I think that sometimes in the States we make ourselves busy so that we don’t have to be alone with ourselves, so that we don’t have to make time for what can sometimes be awkward conversation with someone we don’t know, so that we can always “see” the product of whatever we were working on. I have often been guilty of focusing more on tasks than relationships or doing instead of being. At times, this is ok, sometimes even necessary. But, I’ve realized that this isn’t how I want to spend every day of my life. I would rather take the time to just be in a moment and to really focus on the people around me and not look only for what value they might have to me or the task I need to accomplish. This year, these tensions, are teaching me to be ok with not always having a concrete product to show for my days here – most days that would be impossible. They are teaching me that in the end making time for people, a smile or conversation or donation to their cause (and not necessarily financially), is more important to uniting us as a human race than for me to spend my days avoiding those I don’t know and only speaking philosophically about ways to understand one another.

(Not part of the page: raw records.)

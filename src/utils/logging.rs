use tracing_subscriber::EnvFilter;

/// Initialize tracing/logging for the application.
///
/// `RUST_LOG` wins when it is set; otherwise `default_level` is used for
/// every target.
pub fn init(default_level: &str) {
    let lvl = match default_level.to_lowercase().as_str() {
        "error" => tracing::Level::ERROR,
        "warn" | "warning" => tracing::Level::WARN,
        "debug" => tracing::Level::DEBUG,
        "trace" => tracing::Level::TRACE,
        _ => tracing::Level::INFO,
    };

    let filter =
        EnvFilter::try_from_default_env().unwrap_or_else(|_| EnvFilter::new(lvl.as_str()));

    // Use try_init so tests and libraries can call this multiple times without panicking
    let _ = tracing_subscriber::fmt()
        .with_env_filter(filter)
        .with_target(false)
        .try_init();
}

Tensions are a part of life. Even in our program so aptly named MUD. With all the rain we had that week in KZN, it would have been really easy to become fed up with being wet all the time. On the other hand, mixing rain with the dirt creates the very mud in which we all live our lives. Real life is muddy, messy, full of tension. How we choose to view those tensions, or to ignore them altogether, will shape the lessons we learn from life and those around us.

January 28, 2011. Welcome to the world, Lily. Thank you for all the lessons you are already teaching those around you, near and far. Rest in eternal peace, Mr. Baker. Thank you for all the lessons that you are continuing to teach us as we celebrate the life you lived.